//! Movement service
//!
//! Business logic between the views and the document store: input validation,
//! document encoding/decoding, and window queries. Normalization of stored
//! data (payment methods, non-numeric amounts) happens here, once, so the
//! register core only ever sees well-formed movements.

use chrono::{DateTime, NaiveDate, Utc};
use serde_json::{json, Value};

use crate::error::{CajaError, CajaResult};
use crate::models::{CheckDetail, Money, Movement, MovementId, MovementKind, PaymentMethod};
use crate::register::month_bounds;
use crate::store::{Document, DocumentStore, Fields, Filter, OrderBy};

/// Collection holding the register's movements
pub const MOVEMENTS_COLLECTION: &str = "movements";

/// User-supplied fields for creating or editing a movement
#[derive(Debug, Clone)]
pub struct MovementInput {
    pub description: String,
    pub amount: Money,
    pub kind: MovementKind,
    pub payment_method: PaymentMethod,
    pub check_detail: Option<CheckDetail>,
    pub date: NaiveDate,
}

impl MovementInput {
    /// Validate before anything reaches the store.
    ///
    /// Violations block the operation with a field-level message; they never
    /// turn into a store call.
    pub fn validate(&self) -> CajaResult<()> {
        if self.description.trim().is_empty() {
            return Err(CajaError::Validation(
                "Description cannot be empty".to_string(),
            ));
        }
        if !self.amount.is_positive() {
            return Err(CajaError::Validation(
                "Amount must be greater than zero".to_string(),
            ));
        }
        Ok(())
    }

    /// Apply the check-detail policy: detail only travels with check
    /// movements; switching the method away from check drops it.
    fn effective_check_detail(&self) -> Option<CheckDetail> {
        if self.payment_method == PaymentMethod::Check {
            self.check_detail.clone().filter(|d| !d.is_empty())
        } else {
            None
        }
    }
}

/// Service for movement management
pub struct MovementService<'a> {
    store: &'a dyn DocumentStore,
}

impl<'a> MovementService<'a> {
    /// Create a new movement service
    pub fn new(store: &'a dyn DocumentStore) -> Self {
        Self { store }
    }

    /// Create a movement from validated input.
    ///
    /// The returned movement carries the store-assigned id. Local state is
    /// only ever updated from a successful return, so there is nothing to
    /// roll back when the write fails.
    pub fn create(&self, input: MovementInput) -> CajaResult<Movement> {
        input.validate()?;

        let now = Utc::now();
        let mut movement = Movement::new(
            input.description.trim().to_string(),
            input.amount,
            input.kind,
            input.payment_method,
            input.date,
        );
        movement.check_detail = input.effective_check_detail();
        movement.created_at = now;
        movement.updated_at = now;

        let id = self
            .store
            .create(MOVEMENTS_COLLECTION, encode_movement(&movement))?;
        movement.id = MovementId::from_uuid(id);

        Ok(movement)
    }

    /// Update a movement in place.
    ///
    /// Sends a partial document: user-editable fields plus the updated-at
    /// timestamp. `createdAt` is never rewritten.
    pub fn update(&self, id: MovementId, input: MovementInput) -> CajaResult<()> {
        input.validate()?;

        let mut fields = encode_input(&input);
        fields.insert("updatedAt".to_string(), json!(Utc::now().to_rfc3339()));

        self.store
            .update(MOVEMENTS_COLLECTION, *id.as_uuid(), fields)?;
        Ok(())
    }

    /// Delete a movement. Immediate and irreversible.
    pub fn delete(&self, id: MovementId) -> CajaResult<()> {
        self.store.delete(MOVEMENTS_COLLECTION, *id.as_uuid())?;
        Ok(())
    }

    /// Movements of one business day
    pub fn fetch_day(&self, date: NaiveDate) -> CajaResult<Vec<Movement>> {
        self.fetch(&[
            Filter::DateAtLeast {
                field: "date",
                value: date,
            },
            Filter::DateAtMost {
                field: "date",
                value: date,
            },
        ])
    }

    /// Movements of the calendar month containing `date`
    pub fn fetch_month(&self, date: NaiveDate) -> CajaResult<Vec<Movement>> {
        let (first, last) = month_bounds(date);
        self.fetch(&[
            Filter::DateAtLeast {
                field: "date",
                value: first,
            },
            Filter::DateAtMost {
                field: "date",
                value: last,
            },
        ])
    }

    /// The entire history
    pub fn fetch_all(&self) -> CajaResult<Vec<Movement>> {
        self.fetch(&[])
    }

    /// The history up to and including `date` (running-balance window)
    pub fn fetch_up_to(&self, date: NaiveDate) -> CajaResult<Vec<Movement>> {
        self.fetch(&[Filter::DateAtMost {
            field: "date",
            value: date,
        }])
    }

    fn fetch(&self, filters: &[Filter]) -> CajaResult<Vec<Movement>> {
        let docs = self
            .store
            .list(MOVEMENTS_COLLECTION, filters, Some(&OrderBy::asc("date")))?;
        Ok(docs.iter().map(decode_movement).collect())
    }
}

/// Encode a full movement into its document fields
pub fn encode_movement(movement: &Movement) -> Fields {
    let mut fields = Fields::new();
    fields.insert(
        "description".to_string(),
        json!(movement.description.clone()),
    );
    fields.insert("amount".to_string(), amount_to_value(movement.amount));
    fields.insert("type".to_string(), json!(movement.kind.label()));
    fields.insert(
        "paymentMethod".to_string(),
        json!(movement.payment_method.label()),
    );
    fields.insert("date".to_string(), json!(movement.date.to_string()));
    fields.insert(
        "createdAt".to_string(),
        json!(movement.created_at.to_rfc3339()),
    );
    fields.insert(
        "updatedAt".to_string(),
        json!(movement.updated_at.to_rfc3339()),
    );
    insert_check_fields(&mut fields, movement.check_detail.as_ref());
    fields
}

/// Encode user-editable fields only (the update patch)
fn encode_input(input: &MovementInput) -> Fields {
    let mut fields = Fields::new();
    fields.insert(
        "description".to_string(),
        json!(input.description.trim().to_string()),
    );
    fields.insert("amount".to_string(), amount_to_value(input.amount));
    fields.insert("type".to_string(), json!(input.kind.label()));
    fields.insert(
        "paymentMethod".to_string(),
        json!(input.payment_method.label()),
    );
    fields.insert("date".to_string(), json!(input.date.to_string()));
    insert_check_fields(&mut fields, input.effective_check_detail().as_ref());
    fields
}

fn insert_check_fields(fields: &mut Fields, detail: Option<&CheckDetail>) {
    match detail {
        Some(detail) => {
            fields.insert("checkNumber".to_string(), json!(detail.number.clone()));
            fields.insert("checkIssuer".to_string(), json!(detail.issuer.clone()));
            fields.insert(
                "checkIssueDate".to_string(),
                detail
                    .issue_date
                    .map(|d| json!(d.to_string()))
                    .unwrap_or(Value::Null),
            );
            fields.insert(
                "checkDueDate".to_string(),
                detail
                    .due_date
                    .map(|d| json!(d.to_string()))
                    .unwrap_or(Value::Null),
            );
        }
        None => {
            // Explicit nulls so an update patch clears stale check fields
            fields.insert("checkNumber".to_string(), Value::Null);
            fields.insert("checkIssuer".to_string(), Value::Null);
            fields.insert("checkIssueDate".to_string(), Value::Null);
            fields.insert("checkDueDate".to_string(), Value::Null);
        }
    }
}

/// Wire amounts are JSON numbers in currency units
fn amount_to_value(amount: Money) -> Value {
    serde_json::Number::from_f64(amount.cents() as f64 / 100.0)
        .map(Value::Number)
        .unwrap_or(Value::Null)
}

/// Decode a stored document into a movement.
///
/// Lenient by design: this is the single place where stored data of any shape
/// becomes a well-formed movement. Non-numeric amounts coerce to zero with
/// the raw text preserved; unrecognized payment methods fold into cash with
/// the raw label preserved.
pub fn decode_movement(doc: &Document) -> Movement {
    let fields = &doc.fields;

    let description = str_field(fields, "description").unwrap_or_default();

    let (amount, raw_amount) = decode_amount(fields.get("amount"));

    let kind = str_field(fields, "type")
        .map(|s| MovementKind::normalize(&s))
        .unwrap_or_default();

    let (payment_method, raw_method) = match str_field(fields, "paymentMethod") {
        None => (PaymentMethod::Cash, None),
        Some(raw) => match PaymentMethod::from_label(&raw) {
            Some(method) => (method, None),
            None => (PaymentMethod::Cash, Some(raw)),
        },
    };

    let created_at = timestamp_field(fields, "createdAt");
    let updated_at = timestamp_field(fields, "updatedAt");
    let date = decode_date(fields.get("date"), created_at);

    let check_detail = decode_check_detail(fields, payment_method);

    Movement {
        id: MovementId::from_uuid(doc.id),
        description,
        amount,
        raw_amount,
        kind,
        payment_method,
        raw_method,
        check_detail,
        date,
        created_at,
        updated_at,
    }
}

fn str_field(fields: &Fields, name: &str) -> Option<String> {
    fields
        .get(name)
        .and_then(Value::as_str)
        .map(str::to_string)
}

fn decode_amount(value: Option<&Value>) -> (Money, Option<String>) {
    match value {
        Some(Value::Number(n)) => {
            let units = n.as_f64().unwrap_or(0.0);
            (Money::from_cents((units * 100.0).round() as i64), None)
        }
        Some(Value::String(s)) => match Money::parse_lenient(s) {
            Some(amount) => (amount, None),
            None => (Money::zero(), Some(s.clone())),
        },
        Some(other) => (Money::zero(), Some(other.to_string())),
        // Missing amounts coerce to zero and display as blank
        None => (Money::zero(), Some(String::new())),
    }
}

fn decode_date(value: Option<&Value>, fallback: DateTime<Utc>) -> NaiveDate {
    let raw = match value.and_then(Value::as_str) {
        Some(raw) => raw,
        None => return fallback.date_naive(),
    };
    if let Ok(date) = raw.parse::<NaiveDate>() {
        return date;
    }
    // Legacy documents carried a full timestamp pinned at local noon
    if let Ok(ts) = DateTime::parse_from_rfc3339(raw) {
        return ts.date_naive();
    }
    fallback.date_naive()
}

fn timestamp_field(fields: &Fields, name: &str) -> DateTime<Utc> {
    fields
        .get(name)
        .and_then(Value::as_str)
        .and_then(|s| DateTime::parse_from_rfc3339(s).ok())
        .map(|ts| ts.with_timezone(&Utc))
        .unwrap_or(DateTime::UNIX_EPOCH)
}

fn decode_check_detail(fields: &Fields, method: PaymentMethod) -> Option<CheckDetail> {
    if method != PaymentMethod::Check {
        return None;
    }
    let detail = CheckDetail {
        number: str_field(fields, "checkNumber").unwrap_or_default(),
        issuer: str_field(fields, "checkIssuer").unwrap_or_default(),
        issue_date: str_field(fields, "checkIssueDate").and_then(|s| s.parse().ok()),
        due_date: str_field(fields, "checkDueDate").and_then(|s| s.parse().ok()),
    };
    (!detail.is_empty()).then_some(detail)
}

> _Work required_: Look for the word "updatedAt" in the records above, count the lines that hold it, and give only that number.

> _Exercise output_: 3